▸ **PROBLEM REQUIREMENTS**
Restate all of the entries exactly, each line as it stands.

▸ **DATA UNDER STUDY**

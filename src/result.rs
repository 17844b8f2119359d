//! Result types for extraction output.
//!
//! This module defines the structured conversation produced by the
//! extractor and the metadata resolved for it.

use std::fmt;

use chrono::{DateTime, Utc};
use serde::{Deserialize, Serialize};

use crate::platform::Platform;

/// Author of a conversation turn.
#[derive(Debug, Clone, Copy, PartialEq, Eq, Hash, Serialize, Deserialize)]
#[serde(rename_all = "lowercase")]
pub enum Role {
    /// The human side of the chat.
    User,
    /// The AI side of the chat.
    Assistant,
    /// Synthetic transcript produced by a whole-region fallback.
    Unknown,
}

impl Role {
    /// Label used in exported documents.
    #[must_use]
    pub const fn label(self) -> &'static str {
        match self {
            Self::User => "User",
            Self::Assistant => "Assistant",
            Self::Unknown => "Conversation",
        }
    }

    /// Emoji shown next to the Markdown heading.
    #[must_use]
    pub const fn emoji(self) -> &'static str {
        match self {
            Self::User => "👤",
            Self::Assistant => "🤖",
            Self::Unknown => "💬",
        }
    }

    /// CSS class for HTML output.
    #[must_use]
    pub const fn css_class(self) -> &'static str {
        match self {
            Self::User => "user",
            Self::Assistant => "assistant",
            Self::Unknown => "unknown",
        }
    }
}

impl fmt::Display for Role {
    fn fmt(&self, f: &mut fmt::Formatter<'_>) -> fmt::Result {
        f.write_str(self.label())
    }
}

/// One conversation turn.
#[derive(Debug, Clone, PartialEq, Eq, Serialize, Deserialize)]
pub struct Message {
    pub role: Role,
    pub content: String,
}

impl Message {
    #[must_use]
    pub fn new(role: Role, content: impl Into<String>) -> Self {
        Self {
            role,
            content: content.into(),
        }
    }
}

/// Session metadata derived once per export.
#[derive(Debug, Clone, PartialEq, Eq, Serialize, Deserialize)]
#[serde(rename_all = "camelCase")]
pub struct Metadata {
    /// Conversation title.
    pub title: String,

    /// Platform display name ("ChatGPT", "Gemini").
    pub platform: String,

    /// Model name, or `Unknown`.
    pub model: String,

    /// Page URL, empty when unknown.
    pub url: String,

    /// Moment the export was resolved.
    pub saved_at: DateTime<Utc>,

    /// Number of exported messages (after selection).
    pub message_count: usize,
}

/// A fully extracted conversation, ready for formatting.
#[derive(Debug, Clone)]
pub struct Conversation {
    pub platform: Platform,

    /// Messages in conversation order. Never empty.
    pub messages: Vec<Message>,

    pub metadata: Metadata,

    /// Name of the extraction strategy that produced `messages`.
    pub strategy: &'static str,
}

▸ **WRITTEN SOLUTION**
filename src/result.rs
repository 17844b8f2119359d
//! Result types for extraction output.
//!
//! This module defines the structured conversation produced by the
//! extractor and the metadata resolved for it.

use std::fmt;

use chrono::{DateTime, Utc};
use serde::{Deserialize, Serialize};

use crate::platform::Platform;

/// Author of a conversation turn.
#[derive(Debug, Clone, Copy, PartialEq, Eq, Hash, Serialize, Deserialize)]
#[serde(rename_all = "lowercase")]
pub enum Role {
    /// The human side of the chat.
    User,
    /// The AI side of the chat.
    Assistant,
    /// Synthetic transcript produced by a whole-region fallback.
    Unknown,
}

impl Role {
    /// Label used in exported documents.
    #[must_use]
    pub const fn label(self) -> &'static str {
        match self {
            Self::User => "User",
            Self::Assistant => "Assistant",
            Self::Unknown => "Conversation",
        }
    }

    /// Emoji shown next to the Markdown heading.
    #[must_use]
    pub const fn emoji(self) -> &'static str {
        match self {
            Self::User => "👤",
            Self::Assistant => "🤖",
            Self::Unknown => "💬",
        }
    }

    /// CSS class for HTML output.
    #[must_use]
    pub const fn css_class(self) -> &'static str {
        match self {
            Self::User => "user",
            Self::Assistant => "assistant",
            Self::Unknown => "unknown",
        }
    }
}

impl fmt::Display for Role {
    fn fmt(&self, f: &mut fmt::Formatter<'_>) -> fmt::Result {
        f.write_str(self.label())
    }
}

/// One conversation turn.
#[derive(Debug, Clone, PartialEq, Eq, Serialize, Deserialize)]
pub struct Message {
    pub role: Role,
    pub content: String,
}

impl Message {
    #[must_use]
    pub fn new(role: Role, content: impl Into<String>) -> Self {
        Self {
            role,
            content: content.into(),
        }
    }
}

/// Session metadata derived once per export.
#[derive(Debug, Clone, PartialEq, Eq, Serialize, Deserialize)]
#[serde(rename_all = "camelCase")]
pub struct Metadata {
    /// Conversation title.
    pub title: String,

    /// Platform display name ("ChatGPT", "Gemini").
    pub platform: String,

    /// Model name, or `Unknown`.
    pub model: String,

    /// Page URL, empty when unknown.
    pub url: String,

    /// Moment the export was resolved.
    pub saved_at: DateTime<Utc>,

    /// Number of exported messages (after selection).
    pub message_count: usize,
}

/// A fully extracted conversation, ready for formatting.
#[derive(Debug, Clone)]
pub struct Conversation {
    pub platform: Platform,

    /// Messages in conversation order. Never empty.
    pub messages: Vec<Message>,

    pub metadata: Metadata,

    /// Name of the extraction strategy that produced `messages`.
    pub strategy: &'static str,
}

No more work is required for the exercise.